Copy, from the data below, each line that has the word "input".

» **Information**
☆ ☆ ☆ ☆ ☆

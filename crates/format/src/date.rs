use chrono::{DateTime, NaiveDate, NaiveDateTime, Utc};

const DATE_FORMATS: [&str; 3] = ["%Y-%m-%d", "%d/%m/%Y", "%d.%m.%Y"];
const LOCAL_DATE_TIME_FORMATS: [&str; 2] = ["%Y-%m-%dT%H:%M:%S%.f", "%Y-%m-%dT%H:%M"];

/// Normalises a user-entered date to `YYYY-MM-DD`.
///
/// Blank input and input that is not a recognisable date both yield an empty string.
/// Timestamps carrying an offset are converted to UTC before the date is taken.
pub fn format_date_only(input: &str) -> String {
    let trimmed = input.trim();
    if trimmed.is_empty() {
        return String::new();
    }
    match parse_date(trimmed) {
        Some(date) => date.format("%Y-%m-%d").to_string(),
        None => {
            log::debug!("Unrecognised date value '{}', rendering as empty", trimmed);
            String::new()
        }
    }
}

fn parse_date(value: &str) -> Option<NaiveDate> {
    if let Some(date) = DATE_FORMATS
        .iter()
        .find_map(|fmt| NaiveDate::parse_from_str(value, fmt).ok())
    {
        return Some(date);
    }
    if let Ok(stamp) = DateTime::parse_from_rfc3339(value) {
        return Some(stamp.with_timezone(&Utc).date_naive());
    }
    LOCAL_DATE_TIME_FORMATS
        .iter()
        .find_map(|fmt| NaiveDateTime::parse_from_str(value, fmt).ok())
        .map(|dt| dt.date())
}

☆ ☆ ☆ ☆ ☆

» **Exercise answer**
/// Blank input and input that is not a recognisable date both yield an empty string.
pub fn format_date_only(input: &str) -> String {
    let trimmed = input.trim();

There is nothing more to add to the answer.